### WHAT YOU SHOULD DO
Filter on the word "ContactExtractor": copy each matching line from the listing below.
────────────────
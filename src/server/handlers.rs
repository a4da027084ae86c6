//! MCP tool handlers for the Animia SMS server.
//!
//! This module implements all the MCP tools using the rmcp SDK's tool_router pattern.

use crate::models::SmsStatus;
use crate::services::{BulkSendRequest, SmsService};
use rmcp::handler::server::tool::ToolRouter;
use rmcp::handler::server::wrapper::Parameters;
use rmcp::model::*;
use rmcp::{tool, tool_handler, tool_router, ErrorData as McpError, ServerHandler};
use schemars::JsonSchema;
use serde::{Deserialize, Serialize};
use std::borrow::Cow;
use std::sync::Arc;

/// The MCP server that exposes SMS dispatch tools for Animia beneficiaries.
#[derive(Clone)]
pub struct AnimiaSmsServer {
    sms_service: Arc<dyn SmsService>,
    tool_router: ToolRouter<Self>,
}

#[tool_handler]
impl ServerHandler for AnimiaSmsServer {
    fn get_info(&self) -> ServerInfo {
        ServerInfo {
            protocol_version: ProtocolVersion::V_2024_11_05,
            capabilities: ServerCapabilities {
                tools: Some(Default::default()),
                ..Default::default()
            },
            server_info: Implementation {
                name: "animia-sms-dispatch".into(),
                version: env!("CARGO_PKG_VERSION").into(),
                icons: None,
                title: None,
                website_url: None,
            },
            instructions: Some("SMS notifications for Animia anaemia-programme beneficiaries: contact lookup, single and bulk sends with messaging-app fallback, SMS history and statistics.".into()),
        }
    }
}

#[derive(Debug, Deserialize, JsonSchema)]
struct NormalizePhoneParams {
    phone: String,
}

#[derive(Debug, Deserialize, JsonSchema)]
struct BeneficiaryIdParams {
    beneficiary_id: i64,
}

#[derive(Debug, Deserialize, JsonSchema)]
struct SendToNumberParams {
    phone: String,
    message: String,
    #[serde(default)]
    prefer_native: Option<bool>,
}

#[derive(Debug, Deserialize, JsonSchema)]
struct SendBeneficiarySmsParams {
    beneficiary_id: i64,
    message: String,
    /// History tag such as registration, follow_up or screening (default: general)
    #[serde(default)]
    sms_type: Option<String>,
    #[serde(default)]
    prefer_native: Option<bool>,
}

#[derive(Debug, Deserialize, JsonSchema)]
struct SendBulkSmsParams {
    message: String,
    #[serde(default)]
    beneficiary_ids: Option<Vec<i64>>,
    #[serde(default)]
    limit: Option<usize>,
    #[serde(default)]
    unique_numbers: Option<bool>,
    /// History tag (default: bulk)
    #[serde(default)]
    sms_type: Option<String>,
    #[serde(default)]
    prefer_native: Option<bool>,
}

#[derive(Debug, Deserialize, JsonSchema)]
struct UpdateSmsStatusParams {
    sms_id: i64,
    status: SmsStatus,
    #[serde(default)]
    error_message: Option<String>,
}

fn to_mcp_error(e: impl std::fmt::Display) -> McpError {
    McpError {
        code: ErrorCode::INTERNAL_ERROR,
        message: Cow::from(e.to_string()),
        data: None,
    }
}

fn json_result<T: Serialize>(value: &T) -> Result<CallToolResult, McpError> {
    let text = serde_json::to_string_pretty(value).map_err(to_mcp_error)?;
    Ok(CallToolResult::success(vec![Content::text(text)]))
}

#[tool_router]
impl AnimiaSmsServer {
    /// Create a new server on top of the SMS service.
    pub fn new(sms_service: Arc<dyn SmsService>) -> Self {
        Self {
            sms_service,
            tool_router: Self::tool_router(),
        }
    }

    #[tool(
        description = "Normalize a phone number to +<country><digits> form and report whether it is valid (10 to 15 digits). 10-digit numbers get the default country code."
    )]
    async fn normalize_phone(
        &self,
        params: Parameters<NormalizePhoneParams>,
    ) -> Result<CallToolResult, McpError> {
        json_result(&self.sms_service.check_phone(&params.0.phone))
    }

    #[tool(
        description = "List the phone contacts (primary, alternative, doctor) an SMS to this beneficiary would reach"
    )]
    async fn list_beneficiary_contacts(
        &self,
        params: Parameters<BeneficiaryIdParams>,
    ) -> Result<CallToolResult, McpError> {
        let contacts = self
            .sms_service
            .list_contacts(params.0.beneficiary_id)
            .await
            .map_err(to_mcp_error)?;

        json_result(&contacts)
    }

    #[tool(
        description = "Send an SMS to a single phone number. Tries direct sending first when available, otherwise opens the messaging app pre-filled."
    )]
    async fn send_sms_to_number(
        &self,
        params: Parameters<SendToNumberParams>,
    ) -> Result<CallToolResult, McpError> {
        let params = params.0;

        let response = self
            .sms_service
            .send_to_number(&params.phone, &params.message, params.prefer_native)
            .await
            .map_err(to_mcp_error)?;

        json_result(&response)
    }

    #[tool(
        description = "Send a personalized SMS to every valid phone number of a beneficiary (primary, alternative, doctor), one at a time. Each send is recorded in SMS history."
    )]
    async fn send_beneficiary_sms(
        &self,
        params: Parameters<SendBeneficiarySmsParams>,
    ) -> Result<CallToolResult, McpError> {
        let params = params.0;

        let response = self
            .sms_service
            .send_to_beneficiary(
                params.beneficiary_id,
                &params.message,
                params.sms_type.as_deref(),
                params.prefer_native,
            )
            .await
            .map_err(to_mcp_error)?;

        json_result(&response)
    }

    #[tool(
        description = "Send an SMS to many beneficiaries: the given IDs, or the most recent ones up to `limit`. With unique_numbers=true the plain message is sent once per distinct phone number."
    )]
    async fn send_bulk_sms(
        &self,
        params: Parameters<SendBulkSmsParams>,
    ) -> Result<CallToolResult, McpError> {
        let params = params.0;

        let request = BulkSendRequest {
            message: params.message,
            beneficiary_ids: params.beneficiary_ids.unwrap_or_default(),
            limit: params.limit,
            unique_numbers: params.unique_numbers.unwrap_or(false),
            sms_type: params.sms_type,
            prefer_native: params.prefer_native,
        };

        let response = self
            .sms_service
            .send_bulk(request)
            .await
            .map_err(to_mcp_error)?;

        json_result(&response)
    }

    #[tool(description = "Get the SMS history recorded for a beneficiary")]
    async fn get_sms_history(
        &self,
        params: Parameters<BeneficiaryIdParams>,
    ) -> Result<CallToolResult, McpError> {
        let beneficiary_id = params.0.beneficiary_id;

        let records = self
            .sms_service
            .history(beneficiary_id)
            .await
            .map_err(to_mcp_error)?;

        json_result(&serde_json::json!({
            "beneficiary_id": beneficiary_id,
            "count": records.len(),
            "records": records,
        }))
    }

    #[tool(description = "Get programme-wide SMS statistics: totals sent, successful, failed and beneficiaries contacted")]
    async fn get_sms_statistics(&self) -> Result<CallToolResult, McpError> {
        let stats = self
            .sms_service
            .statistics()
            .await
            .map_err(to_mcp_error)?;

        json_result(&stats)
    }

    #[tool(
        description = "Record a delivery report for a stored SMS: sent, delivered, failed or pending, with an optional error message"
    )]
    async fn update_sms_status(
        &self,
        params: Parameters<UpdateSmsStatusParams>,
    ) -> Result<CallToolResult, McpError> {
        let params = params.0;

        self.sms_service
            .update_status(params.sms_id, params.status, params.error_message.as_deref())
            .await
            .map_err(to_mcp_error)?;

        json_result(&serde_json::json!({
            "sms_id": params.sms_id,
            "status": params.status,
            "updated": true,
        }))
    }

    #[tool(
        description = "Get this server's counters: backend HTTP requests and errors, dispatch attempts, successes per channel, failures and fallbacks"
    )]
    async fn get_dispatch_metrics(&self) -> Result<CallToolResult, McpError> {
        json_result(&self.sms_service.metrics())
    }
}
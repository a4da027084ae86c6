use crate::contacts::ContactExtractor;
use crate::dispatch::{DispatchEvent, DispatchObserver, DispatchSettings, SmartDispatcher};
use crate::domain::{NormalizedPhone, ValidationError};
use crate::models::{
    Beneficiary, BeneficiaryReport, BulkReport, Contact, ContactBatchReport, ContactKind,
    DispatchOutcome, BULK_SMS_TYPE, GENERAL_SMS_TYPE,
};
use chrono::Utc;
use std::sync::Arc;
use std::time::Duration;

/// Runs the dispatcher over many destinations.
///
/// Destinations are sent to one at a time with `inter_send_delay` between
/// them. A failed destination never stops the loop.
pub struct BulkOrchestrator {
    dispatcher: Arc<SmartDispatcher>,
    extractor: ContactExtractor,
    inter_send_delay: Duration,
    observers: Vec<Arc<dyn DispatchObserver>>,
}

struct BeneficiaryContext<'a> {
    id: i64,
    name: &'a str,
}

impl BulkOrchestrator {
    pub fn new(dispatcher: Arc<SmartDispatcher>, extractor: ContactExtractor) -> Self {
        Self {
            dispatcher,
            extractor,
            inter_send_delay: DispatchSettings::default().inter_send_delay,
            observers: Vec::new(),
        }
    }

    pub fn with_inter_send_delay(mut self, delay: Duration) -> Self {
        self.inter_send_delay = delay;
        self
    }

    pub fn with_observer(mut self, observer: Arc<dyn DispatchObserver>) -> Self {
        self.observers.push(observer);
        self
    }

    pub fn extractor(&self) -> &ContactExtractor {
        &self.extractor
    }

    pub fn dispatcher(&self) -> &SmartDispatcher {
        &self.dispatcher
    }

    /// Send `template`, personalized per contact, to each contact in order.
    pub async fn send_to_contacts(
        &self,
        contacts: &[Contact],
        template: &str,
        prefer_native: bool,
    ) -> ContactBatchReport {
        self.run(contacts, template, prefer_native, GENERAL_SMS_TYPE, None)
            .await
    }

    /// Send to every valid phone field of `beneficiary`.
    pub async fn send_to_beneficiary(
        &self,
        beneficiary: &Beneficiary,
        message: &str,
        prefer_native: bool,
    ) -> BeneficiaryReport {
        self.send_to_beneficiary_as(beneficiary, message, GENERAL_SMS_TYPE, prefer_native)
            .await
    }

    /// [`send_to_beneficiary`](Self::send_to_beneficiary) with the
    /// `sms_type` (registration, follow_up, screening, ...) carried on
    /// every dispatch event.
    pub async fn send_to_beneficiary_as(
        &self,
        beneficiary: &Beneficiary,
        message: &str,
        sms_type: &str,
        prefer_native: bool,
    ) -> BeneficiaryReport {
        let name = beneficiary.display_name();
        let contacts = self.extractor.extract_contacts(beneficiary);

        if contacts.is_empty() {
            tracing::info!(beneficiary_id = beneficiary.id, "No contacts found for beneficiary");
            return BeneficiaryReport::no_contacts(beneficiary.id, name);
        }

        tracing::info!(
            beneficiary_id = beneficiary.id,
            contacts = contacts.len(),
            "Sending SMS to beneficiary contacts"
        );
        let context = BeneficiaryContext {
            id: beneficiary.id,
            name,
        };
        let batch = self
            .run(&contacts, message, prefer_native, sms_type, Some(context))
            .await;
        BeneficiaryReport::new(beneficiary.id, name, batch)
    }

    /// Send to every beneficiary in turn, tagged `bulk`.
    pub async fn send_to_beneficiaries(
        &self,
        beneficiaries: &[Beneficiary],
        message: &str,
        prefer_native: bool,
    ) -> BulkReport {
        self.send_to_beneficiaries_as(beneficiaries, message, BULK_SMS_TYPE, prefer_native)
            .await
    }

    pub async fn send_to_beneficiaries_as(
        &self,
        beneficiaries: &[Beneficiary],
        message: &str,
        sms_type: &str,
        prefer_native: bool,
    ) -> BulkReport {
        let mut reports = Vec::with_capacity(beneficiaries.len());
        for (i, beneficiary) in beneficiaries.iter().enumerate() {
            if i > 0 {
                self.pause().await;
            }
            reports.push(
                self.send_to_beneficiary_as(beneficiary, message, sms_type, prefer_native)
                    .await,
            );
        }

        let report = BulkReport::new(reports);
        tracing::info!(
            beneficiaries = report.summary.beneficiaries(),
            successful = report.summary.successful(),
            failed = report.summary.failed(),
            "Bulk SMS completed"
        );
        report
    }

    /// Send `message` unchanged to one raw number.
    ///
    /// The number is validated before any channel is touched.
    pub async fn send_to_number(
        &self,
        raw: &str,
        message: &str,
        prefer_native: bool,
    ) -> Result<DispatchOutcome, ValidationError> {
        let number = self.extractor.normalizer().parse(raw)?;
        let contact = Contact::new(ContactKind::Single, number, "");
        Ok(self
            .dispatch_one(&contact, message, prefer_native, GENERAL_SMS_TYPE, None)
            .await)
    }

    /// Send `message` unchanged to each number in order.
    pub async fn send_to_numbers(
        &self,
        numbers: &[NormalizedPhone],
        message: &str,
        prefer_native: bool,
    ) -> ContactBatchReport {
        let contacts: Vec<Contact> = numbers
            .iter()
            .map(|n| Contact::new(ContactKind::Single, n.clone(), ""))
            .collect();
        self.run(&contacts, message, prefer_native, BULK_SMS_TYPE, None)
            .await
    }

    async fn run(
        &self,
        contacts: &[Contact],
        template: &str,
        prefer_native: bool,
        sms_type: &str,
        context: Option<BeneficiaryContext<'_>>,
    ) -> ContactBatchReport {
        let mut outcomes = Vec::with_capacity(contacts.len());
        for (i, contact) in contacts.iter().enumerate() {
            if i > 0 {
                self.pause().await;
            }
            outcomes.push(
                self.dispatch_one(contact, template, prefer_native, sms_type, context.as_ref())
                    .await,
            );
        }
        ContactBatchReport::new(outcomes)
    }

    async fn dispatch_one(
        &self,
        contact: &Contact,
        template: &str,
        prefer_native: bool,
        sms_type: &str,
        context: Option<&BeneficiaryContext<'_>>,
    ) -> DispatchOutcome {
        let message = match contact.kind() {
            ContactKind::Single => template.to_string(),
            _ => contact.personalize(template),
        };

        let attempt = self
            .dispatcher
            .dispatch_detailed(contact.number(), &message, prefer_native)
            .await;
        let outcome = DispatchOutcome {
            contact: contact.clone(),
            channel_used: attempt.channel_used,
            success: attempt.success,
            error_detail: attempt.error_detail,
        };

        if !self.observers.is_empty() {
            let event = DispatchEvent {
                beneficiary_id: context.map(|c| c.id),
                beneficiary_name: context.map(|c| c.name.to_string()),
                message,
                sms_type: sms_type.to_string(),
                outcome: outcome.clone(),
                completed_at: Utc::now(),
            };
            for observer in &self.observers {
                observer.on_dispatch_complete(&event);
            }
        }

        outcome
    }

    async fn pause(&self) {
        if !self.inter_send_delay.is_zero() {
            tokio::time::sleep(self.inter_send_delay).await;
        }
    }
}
────────────────
### SOLUTION BELOW
use crate::contacts::ContactExtractor;
    extractor: ContactExtractor,
    pub fn new(dispatcher: Arc<SmartDispatcher>, extractor: ContactExtractor) -> Self {
    pub fn extractor(&self) -> &ContactExtractor {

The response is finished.